- **Activity**
After finding the line containing "impl<E: Entity> Clone" below, please output that line and each following one through the line containing "#[async_trait]", exactly as written.

- **Listed entries**
use std::sync::Arc;

use async_trait::async_trait;
use uuid::Uuid;

use super::RecordStore;
use crate::cache::{Revalidate, PAGE_PATH};
use crate::errors::AppError;
use crate::models::Entity;

/// A record store that signals cache invalidation after every successful mutation.
pub struct Gateway<E: Entity> {
    store: Arc<dyn RecordStore<E>>,
    cache: Arc<dyn Revalidate>,
}

impl<E: Entity> Clone for Gateway<E> {
    fn clone(&self) -> Self {
        Gateway {
            store: Arc::clone(&self.store),
            cache: Arc::clone(&self.cache),
        }
    }
}

impl<E: Entity> Gateway<E> {
    pub fn new(store: Arc<dyn RecordStore<E>>, cache: Arc<dyn Revalidate>) -> Self {
        Gateway { store, cache }
    }
}

#[async_trait]
impl<E: Entity> RecordStore<E> for Gateway<E> {
    async fn list(&self) -> Result<Vec<E>, AppError> {
        self.store.list().await
    }

    async fn create(&self, draft: &E::Draft) -> Result<E, AppError> {
        let record = self.store.create(draft).await?;
        self.cache.revalidate(PAGE_PATH);
        Ok(record)
    }

    async fn update(&self, id: Uuid, draft: &E::Draft) -> Result<E, AppError> {
        let record = self.store.update(id, draft).await?;
        self.cache.revalidate(PAGE_PATH);
        Ok(record)
    }

    async fn delete(&self, id: Uuid) -> Result<(), AppError> {
        self.store.delete(id).await?;
        self.cache.revalidate(PAGE_PATH);
        Ok(())
    }
}

#[cfg(test)]
mod tests {
    use super::*;
    use crate::cache::RenderCache;
    use crate::models::{JobTitle, JobTitleDraft};
    use crate::store::memory::{MemoryStore, Operation};

    fn gateway() -> (Gateway<JobTitle>, Arc<MemoryStore<JobTitle>>, Arc<RenderCache<u32>>) {
        let store = Arc::new(MemoryStore::<JobTitle>::new());
        let cache = Arc::new(RenderCache::<u32>::new());
        let gateway = Gateway::new(store.clone(), cache.clone());
        (gateway, store, cache)
    }

    fn draft() -> JobTitleDraft {
        JobTitleDraft { title: "Analyst".into(), base_salary: 50_000.0 }
    }

    #[tokio::test]
    async fn successful_mutations_invalidate_the_page() {
        let (gateway, _store, cache) = gateway();
        cache.put_if_current(PAGE_PATH, 7, cache.generation());

        let record = gateway.create(&draft()).await.unwrap();
        assert_eq!(cache.get(PAGE_PATH), None);

        cache.put_if_current(PAGE_PATH, 8, cache.generation());
        gateway.delete(record.id).await.unwrap();
        assert_eq!(cache.get(PAGE_PATH), None);
    }

    #[tokio::test]
    async fn failed_mutations_and_reads_keep_the_cache() {
        let (gateway, store, cache) = gateway();
        cache.put_if_current(PAGE_PATH, 7, cache.generation());
        store.fail_on(Operation::Create, "insert failed");

        assert!(gateway.create(&draft()).await.is_err());
        gateway.list().await.unwrap();
        assert_eq!(cache.get(PAGE_PATH), Some(7));
    }
}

- **Answer section**
impl<E: Entity> Clone for Gateway<E> {
    fn clone(&self) -> Self {
        Gateway {
            store: Arc::clone(&self.store),
            cache: Arc::clone(&self.cache),
        }
    }
}

impl<E: Entity> Gateway<E> {
    pub fn new(store: Arc<dyn RecordStore<E>>, cache: Arc<dyn Revalidate>) -> Self {
        Gateway { store, cache }
    }
}

#[async_trait]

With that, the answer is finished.